I know, I know...If you let something akin to a sense of decency kick in, you'd never get invited to another smart cocktail-cocaine-and-forced-anal-sex party in Georgetown.


As for the author of that piece (my guess is that he learned and honed his fine journalistic skills upon only the very best gas station washroom walls), the fact that he -- after the fact, and after the outrage -- retroactively adds an inadequate apology at the top of the post, cuts no ice. The post, after all, is still there for everyone to view. Frankly, it's probably still there because without the outrage it's caused no one with two braincells to rub together would visit Wonkette anymore. If anyone over there had any class whatsoever, they'd take it down, but alas, they haven't seen traffic like this in years. A dilemma if ever there was one.

Some of the comments to this article were, if you can believe it, far more vile than the post itself.

There's talk going about the 'net about a boycott of Wonkette's sponsors (that would probably be Massengill Disposable Douches, SuperFlow Do-it-yourself Home Enema kits, and Sunstroker 2000: The Solar-powered Men's Masturbation Aid for a Greener Planet!), but I've never been a big fan of boycotts. Mostly because they're stupid, and never hurt the people they're intended to.
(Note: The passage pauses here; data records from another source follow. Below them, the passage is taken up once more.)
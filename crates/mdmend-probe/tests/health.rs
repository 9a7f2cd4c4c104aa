//! Health checks against configuration stores on disk.

use std::fs;
use std::path::{Path, PathBuf};

use mdmend_probe::{
    default_registry_in, inject_token, McpConfig, ProbeRegistry, ProbeStatus, ServerProbe, GITHUB_SERVER,
    GITHUB_TOKEN_ENV,
};

// ---------------------------------------------------------------------------
// Helpers
// ---------------------------------------------------------------------------

const GITHUB_WITHOUT_TOKEN_AND_MEMORY: &str = r#"{
  "mcpServers": {
    "github": {
      "command": "npx",
      "args": ["-y", "@modelcontextprotocol/server-github"],
      "env": {}
    },
    "memory": {
      "command": "npx",
      "args": ["-y", "@modelcontextprotocol/server-memory"]
    }
  }
}"#;

fn write_store(dir: &tempfile::TempDir, text: &str) -> PathBuf {
    let path = dir.path().join("mcp.json");
    fs::write(&path, text).unwrap();
    path
}

// ---------------------------------------------------------------------------
// Probe isolation
// ---------------------------------------------------------------------------

#[test]
fn missing_token_does_not_stop_later_probes() {
    let config = McpConfig::parse(GITHUB_WITHOUT_TOKEN_AND_MEMORY, Path::new("mcp.json")).unwrap();
    let mut registry = ProbeRegistry::new();
    registry
        .register(ServerProbe::new("github", GITHUB_SERVER, "ready").require_env(GITHUB_TOKEN_ENV))
        .register(ServerProbe::new("memory", "memory", "ready"))
        .register(ServerProbe::new("filesystem", "filesystem", "ready"));

    let report = registry.run_all(&config);
    let rows: Vec<_> = report.results.iter().map(|r| (r.name.as_str(), r.status)).collect();
    assert_eq!(
        rows,
        vec![
            ("github", ProbeStatus::Attention),
            ("memory", ProbeStatus::Ok),
            ("filesystem", ProbeStatus::Failed),
        ]
    );
}

#[test]
fn malformed_entry_fails_only_its_own_check() {
    let dir = tempfile::tempdir().unwrap();
    let store = r#"{
  "mcpServers": {
    "github": { "command": "npx", "env": { "GITHUB_PERSONAL_ACCESS_TOKEN": 42 } },
    "memory": { "command": "npx", "args": ["-y", "@modelcontextprotocol/server-memory"] },
    "filesystem": { "command": "npx", "args": ["-y", "/work"] }
  }
}"#;
    let config = McpConfig::load(&write_store(&dir, store)).unwrap();

    let report = default_registry_in(dir.path()).run_all(&config);
    assert_eq!(report.results.len(), 8);
    let github = report.get("GitHub").unwrap();
    assert_eq!(github.status, ProbeStatus::Failed);
    assert!(github.note.starts_with("GitHub MCP entry is malformed"), "{}", github.note);
    assert_eq!(report.get("Memory").unwrap().status, ProbeStatus::Ok);
    assert_eq!(report.get("Filesystem").unwrap().status, ProbeStatus::Ok);
}

#[test]
fn default_registry_reports_every_probe() {
    let dir = tempfile::tempdir().unwrap();
    let config = McpConfig::load(&write_store(&dir, GITHUB_WITHOUT_TOKEN_AND_MEMORY)).unwrap();

    let report = default_registry_in(dir.path()).run_all(&config);
    assert_eq!(report.results.len(), 8);

    let github = report.get("GitHub").unwrap();
    assert_eq!(github.status, ProbeStatus::Attention);
    assert_eq!(github.note, "Configure GITHUB_PERSONAL_ACCESS_TOKEN");
    assert_eq!(report.get("Memory").unwrap().status, ProbeStatus::Ok);
    assert_eq!(report.get("GitKraken").unwrap().status, ProbeStatus::Ok);

    let byterover = report.get("ByteRover").unwrap();
    assert_eq!(byterover.status, ProbeStatus::Failed);
    assert_eq!(byterover.note, "ByteRover MCP not configured");

    let summary = report.summary();
    assert!(summary.working >= 2 && summary.working < summary.total);
}

// ---------------------------------------------------------------------------
// Token injection followed by a health check
// ---------------------------------------------------------------------------

#[test]
fn injected_token_turns_github_ok() {
    let dir = tempfile::tempdir().unwrap();
    let path = write_store(&dir, GITHUB_WITHOUT_TOKEN_AND_MEMORY);
    inject_token(&path, GITHUB_SERVER, GITHUB_TOKEN_ENV, "ghp_0123456789abcdefghij").unwrap();

    let config = McpConfig::load(&path).unwrap();
    let report = default_registry_in(dir.path()).run_all(&config);
    assert_eq!(report.get("GitHub").unwrap().status, ProbeStatus::Ok);
}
The good people at ToadinMyHole.com (THE Homosexual Dating Service for the discerning anonymous Interstate restroom sex aficionado) or the Craig's List Adult Services Page aren't responsible for what Wonkette decides to publish, or even has a say over what is published -- the asswipes at Wonkette would scream from the rooftops about censorship if a sponsor ever demanded editorial say-so, even if Wonkette.com does sometimes, hypocritically, scream even louder for the censoring of it's political opponents -- so why should those people, with no connection other than an advertising stake, be unfairly punished?
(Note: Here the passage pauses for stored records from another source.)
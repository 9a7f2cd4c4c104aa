//! Built-in probe kinds.

use std::path::PathBuf;
use std::process::Command;

use mdmend_types::{MendError, Result};

use crate::probe::{Probe, Verdict};
use crate::store::{McpConfig, ServerEntry};

// ---------------------------------------------------------------------------
// ServerProbe
// ---------------------------------------------------------------------------

/// Which part of a server entry to surface as an info line.
#[derive(Debug, Clone, PartialEq, Eq)]
pub enum Detail {
    None,
    Url,
    Command,
    EnvVar {
        label: &'static str,
        key: &'static str,
        default: &'static str,
    },
    Arg {
        label: &'static str,
        index: usize,
        default: &'static str,
    },
}

impl Detail {
    fn render(&self, entry: &ServerEntry) -> Option<String> {
        match self {
            Detail::None => None,
            Detail::Url => Some(format!("URL: {}", entry.url.as_deref().unwrap_or("(none)"))),
            Detail::Command => Some(format!("Command: {}", entry.command_line())),
            Detail::EnvVar { label, key, default } => {
                Some(format!("{label}: {}", entry.env_value(key).unwrap_or(*default)))
            }
            Detail::Arg { label, index, default } => Some(format!(
                "{label}: {}",
                entry.args.get(*index).map(String::as_str).unwrap_or(*default)
            )),
        }
    }
}

/// A step the store cannot record, such as installing a browser extension.
#[derive(Debug, Clone, PartialEq, Eq)]
pub struct ManualStep {
    pub label: String,
    pub note: String,
    pub hint: Option<String>,
}

/// Checks that a server entry exists and is complete.
#[derive(Debug, Clone)]
pub struct ServerProbe {
    name: String,
    key: String,
    ok_note: String,
    detail: Detail,
    required_env: Option<String>,
    manual_step: Option<ManualStep>,
}

impl ServerProbe {
    pub fn new(name: impl Into<String>, key: impl Into<String>, ok_note: impl Into<String>) -> Self {
        Self {
            name: name.into(),
            key: key.into(),
            ok_note: ok_note.into(),
            detail: Detail::None,
            required_env: None,
            manual_step: None,
        }
    }

    pub fn detail(mut self, detail: Detail) -> Self {
        self.detail = detail;
        self
    }

    /// The entry only counts as complete once this env var holds a value.
    pub fn require_env(mut self, key: impl Into<String>) -> Self {
        self.required_env = Some(key.into());
        self
    }

    pub fn manual_step(mut self, step: ManualStep) -> Self {
        self.manual_step = Some(step);
        self
    }

    pub fn key(&self) -> &str {
        &self.key
    }

    fn fail(&self, message: String) -> MendError {
        MendError::ProbeFailed {
            probe: self.name.clone(),
            message,
        }
    }
}

impl Probe for ServerProbe {
    fn name(&self) -> &str {
        &self.name
    }

    fn check(&self, config: &McpConfig) -> Result<Verdict> {
        let entry = match config.server(&self.key) {
            Ok(Some(entry)) => entry,
            Ok(None) => return Err(self.fail(format!("{} MCP not configured", self.name))),
            Err(e) => return Err(self.fail(format!("{} MCP entry is malformed: {e}", self.name))),
        };
        let details = self.detail.render(&entry);

        if let Some(var) = &self.required_env {
            if entry.env_value(var).is_none() {
                return Ok(Verdict::attention("Needs Token", format!("Configure {var}")).with_details(details));
            }
        }

        if let Some(step) = &self.manual_step {
            return Ok(Verdict::attention(step.label.clone(), step.note.clone())
                .with_details(details)
                .with_details(step.hint.clone()));
        }

        Ok(Verdict::ok(self.ok_note.clone()).with_details(details))
    }
}

// ---------------------------------------------------------------------------
// CommandProbe
// ---------------------------------------------------------------------------

/// One local command and the info line reported when it succeeds.
#[derive(Debug, Clone, PartialEq, Eq)]
pub struct CommandCheck {
    pub program: String,
    pub args: Vec<String>,
    pub success_detail: String,
}

impl CommandCheck {
    pub fn new(argv: &[&str], success_detail: impl Into<String>) -> Self {
        let (program, args) = argv.split_first().map_or(("", &[][..]), |(p, a)| (*p, a));
        Self {
            program: program.to_string(),
            args: args.iter().map(|a| a.to_string()).collect(),
            success_detail: success_detail.into(),
        }
    }

    fn display(&self) -> String {
        let mut parts = vec![self.program.as_str()];
        parts.extend(self.args.iter().map(String::as_str));
        parts.join(" ")
    }
}

/// Runs local commands in order; the first that cannot start or exits
/// non-zero fails the probe.
#[derive(Debug, Clone)]
pub struct CommandProbe {
    name: String,
    ok_note: String,
    checks: Vec<CommandCheck>,
    workdir: Option<PathBuf>,
}

impl CommandProbe {
    pub fn new(name: impl Into<String>, ok_note: impl Into<String>, checks: Vec<CommandCheck>) -> Self {
        Self {
            name: name.into(),
            ok_note: ok_note.into(),
            checks,
            workdir: None,
        }
    }

    pub fn in_dir(mut self, dir: impl Into<PathBuf>) -> Self {
        self.workdir = Some(dir.into());
        self
    }

    fn fail(&self, message: String) -> MendError {
        MendError::ProbeFailed {
            probe: self.name.clone(),
            message,
        }
    }
}

impl Probe for CommandProbe {
    fn name(&self) -> &str {
        &self.name
    }

    fn check(&self, _config: &McpConfig) -> Result<Verdict> {
        let mut details = Vec::with_capacity(self.checks.len());
        for check in &self.checks {
            let mut cmd = Command::new(&check.program);
            cmd.args(&check.args);
            if let Some(dir) = &self.workdir {
                cmd.current_dir(dir);
            }
            tracing::debug!(probe = %self.name, command = %check.display(), "Running command");
            let output = cmd
                .output()
                .map_err(|e| self.fail(format!("`{}` could not start: {e}", check.display())))?;
            if !output.status.success() {
                let stderr = String::from_utf8_lossy(&output.stderr);
                let reason = stderr.lines().next().unwrap_or("").trim();
                let message = if reason.is_empty() {
                    format!("`{}` exited with {}", check.display(), output.status)
                } else {
                    format!("`{}` exited with {}: {reason}", check.display(), output.status)
                };
                return Err(self.fail(message));
            }
            details.push(check.success_detail.clone());
        }
        Ok(Verdict::ok(self.ok_note.clone()).with_details(details))
    }
}

// ---------------------------------------------------------------------------
// StaticProbe
// ---------------------------------------------------------------------------

/// An integration supplied by the host editor; nothing to look up.
#[derive(Debug, Clone)]
pub struct StaticProbe {
    name: String,
    note: String,
    details: Vec<String>,
}

impl StaticProbe {
    pub fn new(name: impl Into<String>, note: impl Into<String>) -> Self {
        Self {
            name: name.into(),
            note: note.into(),
            details: Vec::new(),
        }
    }

    pub fn detail(mut self, line: impl Into<String>) -> Self {
        self.details.push(line.into());
        self
    }
}

impl Probe for StaticProbe {
    fn name(&self) -> &str {
        &self.name
    }

    fn check(&self, _config: &McpConfig) -> Result<Verdict> {
        Ok(Verdict::ok(self.note.clone()).with_details(self.details.clone()))
    }
}

#[cfg(test)]
mod tests {
    use std::path::Path;

    use super::*;
    use crate::probe::ProbeStatus;

    fn config(json: &str) -> McpConfig {
        McpConfig::parse(json, Path::new("mcp.json")).unwrap()
    }

    #[test]
    fn absent_server_is_an_error() {
        let probe = ServerProbe::new("Memory", "memory", "Session memory configured");
        let err = probe.check(&config("{}")).unwrap_err();
        assert!(matches!(err, MendError::ProbeFailed { ref message, .. } if message == "Memory MCP not configured"));
    }

    #[test]
    fn malformed_entry_fails_with_its_reason() {
        let probe = ServerProbe::new("GitHub", "github", "ready");
        let err = probe
            .check(&config(r#"{"mcpServers": {"github": {"env": {"PORT": 3000}}}}"#))
            .unwrap_err();
        let MendError::ProbeFailed { message, .. } = err else {
            panic!("expected a probe failure");
        };
        assert!(message.starts_with("GitHub MCP entry is malformed"), "{message}");
        assert!(message.contains("expected a string"), "{message}");
    }

    #[test]
    fn present_server_is_ok_with_detail() {
        let probe = ServerProbe::new("Memory", "memory", "Session memory configured").detail(Detail::Command);
        let verdict = probe
            .check(&config(r#"{"mcpServers": {"memory": {"command": "npx", "args": ["-y", "mem"]}}}"#))
            .unwrap();
        assert_eq!(verdict.status, ProbeStatus::Ok);
        assert_eq!(verdict.note, "Session memory configured");
        assert_eq!(verdict.details, vec!["Command: npx -y mem".to_string()]);
    }

    #[test]
    fn missing_required_env_needs_attention() {
        let probe = ServerProbe::new("GitHub", "github", "ready").require_env("TOKEN");
        let empty = probe
            .check(&config(r#"{"mcpServers": {"github": {"env": {"TOKEN": ""}}}}"#))
            .unwrap();
        assert_eq!(empty.status, ProbeStatus::Attention);
        assert_eq!(empty.note, "Configure TOKEN");

        let filled = probe
            .check(&config(r#"{"mcpServers": {"github": {"env": {"TOKEN": "ghp_x"}}}}"#))
            .unwrap();
        assert_eq!(filled.status, ProbeStatus::Ok);
    }

    #[test]
    fn manual_step_needs_attention() {
        let probe = ServerProbe::new("Kapture", "kapture", "ready")
            .detail(Detail::EnvVar {
                label: "Browser",
                key: "BROWSER",
                default: "chrome",
            })
            .manual_step(ManualStep {
                label: "Extension Required".into(),
                note: "Configured but needs browser extension".into(),
                hint: Some("Install the browser extension".into()),
            });
        let verdict = probe.check(&config(r#"{"mcpServers": {"kapture": {}}}"#)).unwrap();
        assert_eq!(verdict.status, ProbeStatus::Attention);
        assert_eq!(verdict.label, "Extension Required");
        assert_eq!(
            verdict.details,
            vec!["Browser: chrome".to_string(), "Install the browser extension".to_string()]
        );
    }

    #[test]
    fn arg_detail_falls_back_to_default() {
        let probe = ServerProbe::new("Filesystem", "filesystem", "ok").detail(Detail::Arg {
            label: "Path",
            index: 1,
            default: "current directory",
        });
        let verdict = probe
            .check(&config(r#"{"mcpServers": {"filesystem": {"args": ["-y"]}}}"#))
            .unwrap();
        assert_eq!(verdict.details, vec!["Path: current directory".to_string()]);
    }

    #[test]
    fn command_that_cannot_start_fails() {
        let probe = CommandProbe::new(
            "Ghost",
            "never",
            vec![CommandCheck::new(&["mdmend-no-such-program-xyz"], "started")],
        );
        let err = probe.check(&McpConfig::default()).unwrap_err();
        assert!(err.to_string().contains("could not start"));
    }

    #[test]
    fn static_probe_is_always_ok() {
        let verdict = StaticProbe::new("GitKraken", "Enhanced Git operations")
            .detail("Provided by the editor")
            .check(&McpConfig::default())
            .unwrap();
        assert_eq!(verdict.status, ProbeStatus::Ok);
        assert_eq!(verdict.details.len(), 1);
    }
}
Don't boycott the sponsors; just stop reading Wonkette. And yeah, I've 'fallen into the trap' of reposting their stupidity while imploring you to avoid it, but this is about something more important than whether or not Wonkette gets a few more readers.


It's about people who would, and do, happily echo the Left's oft-repeated mantra that, for example, a Paul Ryan Budget Plan would cause children with Down's Syndrome to have to 'fend for themselves' taking a position on one hand of standing as the defender of the weak and helpless -- to score cheap political points -- while on the other hand viciously attacking a child with Down's Syndrome -- to score cheap political points.

Wonkette claims that it's a humor site, but it's difficult to see anything funny about any of this. If anything, it's extremely educational: you now know, if you didn't know before, what the self-proclaimed, self-assured, oh-so-fashionable, self-selected 'Liberal' elite really thinks and how it behaves, despite a pretense of intellect and sophistication, or claim to the higher moral ground in all things.